So all in all it was a great day. I left my wallet at home, I gave myself an earache and I lost my keys. But I found some perspective.

Wax on, wax off by Susie Lubell

I think much can be learned from the communication styles of the Vietnamese woman who waxes my eyebrows. Or at least two things:

1. Tell it like it is. When I was pregnant with my daughter she asked if I knew what I was having and I said no. Everyone had told me I was having another boy because I carry pretty high. I was desperate for a girl so very pleased when the woman told me she knew that I was having a girl. You getting very fat around your butt. You have girl.

2. Repeating the question or concern shows that you are listening and puts to rest any doubt that what I've said was never heard. If I say, "this time, keep the length," she says, "keep length." And so it goes:

Me: I want to keep the thickness too.
Her: You want thick.
Me: So just keep it the same but clean it up.
Her: Same but clean.


Maybe I'll write a book called The Manicurist's Guide to Relationships.

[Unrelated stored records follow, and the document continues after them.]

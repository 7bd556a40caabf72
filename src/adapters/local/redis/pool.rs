//! Redis connection pool.

use crate::ports::cache::CacheError;
use deadpool_redis::{Config, Pool, Runtime};

/// Redis-backed adapter for the shared cache.
#[derive(Clone)]
pub struct RedisPool {
    pub(super) pool: Pool,
}

impl RedisPool {
    /// Create a new RedisPool with connection pool. No connection is made
    /// until the first command; call `health_check` to verify reachability.
    pub fn new(redis_url: &str) -> Result<Self, CacheError> {
        let cfg = Config::from_url(redis_url);
        let pool = cfg.create_pool(Some(Runtime::Tokio1))?;
        Ok(Self { pool })
    }
}
// SPDX-License-Identifier: MIT OR Apache-2.0
//! Undo/redo stacks of whole-scene snapshots.
//!
//! The manager is deliberately not wired into the playback tick path:
//! undo and redo are discrete host-triggered operations, and mixing them
//! into the frame loop would leave "what time is it" undefined for an
//! undone scene. Hosts pause or stop playback before calling in here.

use crate::entity::EntityHandle;
use crate::record::{capture, restore, EntityRecord};
use indexmap::IndexMap;
use serde::{Deserialize, Serialize};
use std::collections::VecDeque;
use std::time::{SystemTime, UNIX_EPOCH};
use uuid::Uuid;

/// Default maximum undo history depth
const DEFAULT_MAX_DEPTH: usize = 50;

/// Unique identifier for a snapshot
#[derive(Debug, Clone, Copy, PartialEq, Eq, Hash, Serialize, Deserialize)]
pub struct SnapshotId(pub Uuid);

impl SnapshotId {
    /// Create a new random snapshot ID
    pub fn new() -> Self {
        Self(Uuid::new_v4())
    }
}

impl Default for SnapshotId {
    fn default() -> Self {
        Self::new()
    }
}

/// Whole-scene snapshot: one record per top-level entity, positional.
#[derive(Debug, Clone, Serialize, Deserialize)]
pub struct SceneSnapshot {
    /// Unique snapshot ID
    pub id: SnapshotId,
    /// Optional human-readable label
    pub label: Option<String>,
    /// Capture time (UNIX seconds)
    pub timestamp: u64,
    /// Entity records in top-level scene order
    pub entities: Vec<EntityRecord>,
}

impl SceneSnapshot {
    /// Capture the current state of the given live entities.
    pub fn of(entities: &[EntityHandle], label: Option<&str>) -> Self {
        Self {
            id: SnapshotId::new(),
            label: label.map(str::to_string),
            timestamp: SystemTime::now()
                .duration_since(UNIX_EPOCH)
                .unwrap_or_default()
                .as_secs(),
            entities: entities.iter().map(capture).collect(),
        }
    }

    /// Apply onto the live entity list.
    ///
    /// Restore is index-matched: if the live count and the snapshot
    /// count differ, only the overlapping prefix is restored.
    pub fn apply(&self, entities: &[EntityHandle]) {
        let count = entities.len().min(self.entities.len());
        for index in 0..count {
            restore(&entities[index], &self.entities[index]);
        }
    }

    /// Number of entity records in this snapshot.
    pub fn entity_count(&self) -> usize {
        self.entities.len()
    }
}

/// Undo/redo manager over whole-scene snapshots.
///
/// The live entity list is supplied per call so the manager always
/// reflects the current scene rather than a frozen one.
pub struct StateManager {
    undo_stack: VecDeque<SceneSnapshot>,
    redo_stack: VecDeque<SceneSnapshot>,
    checkpoints: IndexMap<String, SceneSnapshot>,
    max_depth: usize,
}

impl StateManager {
    /// Create a manager with the default history depth.
    pub fn new() -> Self {
        Self::with_max_depth(DEFAULT_MAX_DEPTH)
    }

    /// Create a manager with a custom maximum history depth.
    pub fn with_max_depth(max_depth: usize) -> Self {
        Self {
            undo_stack: VecDeque::new(),
            redo_stack: VecDeque::new(),
            checkpoints: IndexMap::new(),
            max_depth: max_depth.max(1),
        }
    }

    /// Capture the current scene, push it onto the undo stack, and
    /// invalidate the redo branch. Returns the snapshot.
    pub fn save(&mut self, entities: &[EntityHandle], label: Option<&str>) -> SceneSnapshot {
        let snapshot = SceneSnapshot::of(entities, label);
        self.push_undo(snapshot.clone());
        self.redo_stack.clear();
        tracing::debug!(depth = self.undo_stack.len(), "saved scene snapshot");
        snapshot
    }

    /// Undo one step. Captures the pre-undo live state onto the redo
    /// stack first, so redo reverses exactly this step. Returns false
    /// when there is nothing to undo.
    pub fn undo(&mut self, entities: &[EntityHandle]) -> bool {
        let Some(snapshot) = self.undo_stack.pop_back() else {
            return false;
        };
        // The pre-undo push is not depth-limited; the undo pop above
        // keeps the pair balanced.
        self.redo_stack
            .push_back(SceneSnapshot::of(entities, Some("(pre-undo)")));
        snapshot.apply(entities);
        tracing::debug!(remaining = self.undo_stack.len(), "applied undo");
        true
    }

    /// Redo one step. Captures the pre-redo live state onto the undo
    /// stack first (depth-limited). Returns false when there is nothing
    /// to redo.
    pub fn redo(&mut self, entities: &[EntityHandle]) -> bool {
        let Some(snapshot) = self.redo_stack.pop_back() else {
            return false;
        };
        self.push_undo(SceneSnapshot::of(entities, Some("(pre-redo)")));
        snapshot.apply(entities);
        tracing::debug!(remaining = self.redo_stack.len(), "applied redo");
        true
    }

    /// Capture the current scene without touching either stack.
    pub fn get_state(&self, entities: &[EntityHandle], label: Option<&str>) -> SceneSnapshot {
        SceneSnapshot::of(entities, label)
    }

    /// Apply a snapshot without touching either stack.
    pub fn set_state(&self, snapshot: &SceneSnapshot, entities: &[EntityHandle]) {
        snapshot.apply(entities);
    }

    /// Save a named checkpoint, overwriting any previous one of the
    /// same name. Checkpoints live outside the undo chain.
    pub fn save_checkpoint(&mut self, name: impl Into<String>, entities: &[EntityHandle]) {
        let name = name.into();
        let snapshot = SceneSnapshot::of(entities, Some(&name));
        self.checkpoints.insert(name, snapshot);
    }

    /// Restore a named checkpoint without disturbing the undo chain.
    /// Returns false when no checkpoint of that name exists.
    pub fn restore_checkpoint(&mut self, name: &str, entities: &[EntityHandle]) -> bool {
        let Some(snapshot) = self.checkpoints.get(name) else {
            return false;
        };
        snapshot.apply(entities);
        true
    }

    /// Remove a named checkpoint. Returns false when it did not exist.
    pub fn drop_checkpoint(&mut self, name: &str) -> bool {
        self.checkpoints.shift_remove(name).is_some()
    }

    /// Empty both stacks. Checkpoints are kept.
    pub fn clear_history(&mut self) {
        self.undo_stack.clear();
        self.redo_stack.clear();
    }

    /// Check if undo is available.
    pub fn can_undo(&self) -> bool {
        !self.undo_stack.is_empty()
    }

    /// Check if redo is available.
    pub fn can_redo(&self) -> bool {
        !self.redo_stack.is_empty()
    }

    /// Get undo stack depth.
    pub fn undo_depth(&self) -> usize {
        self.undo_stack.len()
    }

    /// Get redo stack depth.
    pub fn redo_depth(&self) -> usize {
        self.redo_stack.len()
    }

    /// Maximum undo history depth.
    pub fn max_depth(&self) -> usize {
        self.max_depth
    }

    /// Labels of the undo stack, oldest first. Intended for host UIs.
    pub fn undo_labels(&self) -> impl Iterator<Item = Option<&str>> {
        self.undo_stack.iter().map(|s| s.label.as_deref())
    }

    fn push_undo(&mut self, snapshot: SceneSnapshot) {
        self.undo_stack.push_back(snapshot);
        while self.undo_stack.len() > self.max_depth {
            self.undo_stack.pop_front();
        }
    }
}

impl Default for StateManager {
    fn default() -> Self {
        Self::new()
    }
}

#[cfg(test)]
mod tests {
    use super::*;
    use crate::entity::{BasicMobject, VisualState};

    fn entity_at(x: f64) -> EntityHandle {
        let mut state = VisualState::default();
        state.position = [x, 0.0];
        BasicMobject::with_state(state).handle()
    }

    fn position_of(entity: &EntityHandle) -> f64 {
        entity.lock().visual().position[0]
    }

    fn move_to(entity: &EntityHandle, x: f64) {
        let mut state = entity.lock().visual();
        state.position[0] = x;
        entity.lock().set_visual(&state);
    }

    #[test]
    fn test_undo_is_inverse_of_mutation() {
        let entities = vec![entity_at(1.0), entity_at(2.0)];
        let mut manager = StateManager::new();

        manager.save(&entities, Some("before move"));
        move_to(&entities[0], 100.0);
        move_to(&entities[1], 200.0);

        assert!(manager.undo(&entities));
        assert_eq!(position_of(&entities[0]), 1.0);
        assert_eq!(position_of(&entities[1]), 2.0);
    }

    #[test]
    fn test_undo_then_redo_round_trips() {
        let entities = vec![entity_at(1.0)];
        let mut manager = StateManager::new();

        manager.save(&entities, None);
        move_to(&entities[0], 50.0);

        assert!(manager.undo(&entities));
        assert_eq!(position_of(&entities[0]), 1.0);

        assert!(manager.redo(&entities));
        assert_eq!(position_of(&entities[0]), 50.0);
    }

    #[test]
    fn test_save_clears_redo_branch() {
        let entities = vec![entity_at(0.0)];
        let mut manager = StateManager::new();

        manager.save(&entities, None);
        move_to(&entities[0], 5.0);
        assert!(manager.undo(&entities));
        assert!(manager.can_redo());

        manager.save(&entities, None);
        assert!(!manager.can_redo());
    }

    #[test]
    fn test_empty_stacks_are_noops() {
        let entities = vec![entity_at(7.0)];
        let mut manager = StateManager::new();

        assert!(!manager.undo(&entities));
        assert!(!manager.redo(&entities));
        assert_eq!(position_of(&entities[0]), 7.0);
    }

    #[test]
    fn test_bounded_depth_keeps_most_recent() {
        let entities = vec![entity_at(0.0)];
        let mut manager = StateManager::with_max_depth(50);

        for i in 0..55 {
            move_to(&entities[0], f64::from(i));
            manager.save(&entities, Some(&format!("save {i}")));
        }

        assert_eq!(manager.undo_depth(), 50);
        let labels: Vec<_> = manager.undo_labels().map(|l| l.unwrap().to_string()).collect();
        assert_eq!(labels.first().unwrap(), "save 5");
        assert_eq!(labels.last().unwrap(), "save 54");
    }

    #[test]
    fn test_snapshot_count_mismatch_truncates() {
        let entities = vec![entity_at(1.0), entity_at(2.0)];
        let mut manager = StateManager::new();
        manager.save(&entities, None);

        // Scene shrank since the snapshot: only the first entity is restored.
        move_to(&entities[0], 11.0);
        let shrunk = vec![entities[0].clone()];
        assert!(manager.undo(&shrunk));
        assert_eq!(position_of(&entities[0]), 1.0);
        assert_eq!(position_of(&entities[1]), 2.0);
    }

    #[test]
    fn test_get_set_state_leave_stacks_alone() {
        let entities = vec![entity_at(3.0)];
        let manager = StateManager::new();

        let snapshot = manager.get_state(&entities, Some("checkpoint"));
        move_to(&entities[0], 30.0);
        manager.set_state(&snapshot, &entities);

        assert_eq!(position_of(&entities[0]), 3.0);
        assert!(!manager.can_undo());
        assert!(!manager.can_redo());
    }

    #[test]
    fn test_named_checkpoints() {
        let entities = vec![entity_at(4.0)];
        let mut manager = StateManager::new();

        manager.save_checkpoint("intro", &entities);
        move_to(&entities[0], 40.0);

        assert!(manager.restore_checkpoint("intro", &entities));
        assert_eq!(position_of(&entities[0]), 4.0);
        assert!(!manager.restore_checkpoint("missing", &entities));
        assert!(manager.drop_checkpoint("intro"));
        assert!(!manager.restore_checkpoint("intro", &entities));
    }

    #[test]
    fn test_clear_history() {
        let entities = vec![entity_at(0.0)];
        let mut manager = StateManager::new();
        manager.save(&entities, None);
        manager.undo(&entities);

        manager.clear_history();
        assert!(!manager.can_undo());
        assert!(!manager.can_redo());
    }
}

Big undies by Susie Lubell

A few months ago I noticed my son's underwear was starting to get a little snug and dilapidated. I end up having to rip out the tags because they bug him and then the elastic starts to come out and after a number of washes (and believe me these things get washed a lot. If I had a nickel for every time I heard mommy, I made a tiny bit of pee pee in my undies...) they start to fall apart. Anyway, I found some at Carters that were tagless so I bought the 4T-5T with dinosaurs and presented them to my son. He took one look and burst into tears.

Him: These are for Aba!
Me: No sweety pie, these are for you. You're getting bigger so I bought you bigger undies.
Him: I'm just a little boy and these are too big for me. Aba can wear them.
Me: But if you're going into preK honey then you're big enough to wear bigger undies.
Him: But I'm not in preK yet. I'm just a little boy.

I've used the preK card a few times with surprising success. He's very excited about being in preK so sometimes I can say, if you continue to behave like that, Miss Rhonda won't let you into preK. No dice on this occasion. Apparently he doesn't want to wear anything that might suggest he's older than he is and underwear is no exception. I guess. This is all conjecture. I have no idea what the hell he's thinking. But to his credit, it will be a cold day in hell before I start wearing those giant granny panties so maybe he has a point...

Then yesterday he was getting ready for bed and wearing his too tighty whities when he started scratching at his back and complaining that he was getting a rash. So I told him that his underwear is too small and giving him a rash and that he's probably ready to wear his bigger ones.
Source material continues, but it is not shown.